Analysis of Architecture Combining Convolutional Neural Network (CNN) and Kernel K-Means Clustering for Lung Cancer Diagnosis

Abstract

In this paper, we proposed the modified deep learning method that combined Convolutional Neural Network (CNN) and Kernel K-Means clustering for lung cancer diagnosis. The Anti-PD-1 Immunotherapy Lung dataset obtained from The Cancer Imaging Archive was used to evaluate our proposed method. From this dataset, we use 400 Magnetic Resonance Imaging (MRI) images that manually labeled consists of 150 healthy lung images and 250 lung cancer images. As the first step, all the data was examined through the CNN architecture.
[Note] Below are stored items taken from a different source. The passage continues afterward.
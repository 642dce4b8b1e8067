//! # Configuration Management Module
//!
//! Run configuration for the compression driver.
//!
//! ## Parameters:
//! - `charset`: encoding label used for all file and pipe I/O (default: "utf-8")
//! - `js_tool`: JS compiler location (default: `closure.jar` in the working dir)
//! - `css_tool`: CSS compressor location (default: `yui.jar` in the working dir)
//! - `dry_run`: invoke tools but never write results back (default: false)
//! - `report_skipped`: log skipped files at info level (default: false)
//!
//! ## Validation:
//! - the charset label must resolve to a known encoding
//! - tool paths must be non-empty
//!
//! Tool existence is deliberately not validated here: a missing tool is a
//! per-file failure at invocation time, not a startup error.

use crate::charset::Charset;
use crate::error::CompressError;
use anyhow::Result;
use serde::{Deserialize, Serialize};
use std::path::PathBuf;

/// Configuration for asset compression
#[derive(Debug, Clone, Serialize, Deserialize)]
pub struct Config {
    /// Encoding label for all file reads/writes and subprocess framing
    pub charset: String,
    /// JavaScript compiler executable
    pub js_tool: PathBuf,
    /// CSS compressor executable
    pub css_tool: PathBuf,
    /// Invoke tools but don't overwrite any file
    pub dry_run: bool,
    /// Report skipped files at info level instead of debug
    pub report_skipped: bool,
}

impl Default for Config {
    fn default() -> Self {
        Self {
            charset: "utf-8".to_string(),
            js_tool: PathBuf::from("closure.jar"),
            css_tool: PathBuf::from("yui.jar"),
            dry_run: false,
            report_skipped: false,
        }
    }
}

impl Config {
    /// Validate configuration parameters
    pub fn validate(&self) -> Result<()> {
        Charset::resolve(&self.charset)?;

        if self.js_tool.as_os_str().is_empty() {
            return Err(CompressError::Validation("JS tool path must not be empty".to_string()).into());
        }

        if self.css_tool.as_os_str().is_empty() {
            return Err(CompressError::Validation("CSS tool path must not be empty".to_string()).into());
        }

        Ok(())
    }

    /// Load configuration from file
    pub async fn from_file(path: &PathBuf) -> Result<Self> {
        if !path.exists() {
            return Ok(Self::default());
        }

        let content = tokio::fs::read_to_string(path).await?;
        let config: Config = serde_json::from_str(&content)?;
        config.validate()?;
        Ok(config)
    }

    /// Save configuration to file
    pub async fn save_to_file(&self, path: &PathBuf) -> Result<()> {
        let content = serde_json::to_string_pretty(self)?;
        tokio::fs::write(path, content).await?;
        Ok(())
    }
}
The flatten neuron of the feature map for every image resulted from the convolutional layers in CNN is gained and passed through the kernel k-means clustering algorithm. This algorithm then used to obtain the centroid of each cluster that determines the prediction class of every data point in the validation set. The performance of our proposed method was evaluated using several k values in k-fold cross-validation. According to our experiments, our proposed method achieved the highest performance measure with 98.85 percent accuracy, 98.32 percent sensitivity, 99.40 percent precision, 99.39 percent specificity, and 98.86 percent F1-Score when using RBF kernel function with sigma=0.05 in 9-fold cross-validation. Those performance improves 1.31% sensitivity, 1.12% accuracy, 1.11% F1-Score, 0.92% specificity, and 0.91% precision compared to when using 5-fold cross-validation. It is even obtained in less than 8 seconds for passing the dataset to the CNN model and 40 ± 0.77 seconds for examined in kernel k-means clustering. Therefore, it was proved that our proposed method has an efficient and promised performance for lung cancer diagnosis from MRI images.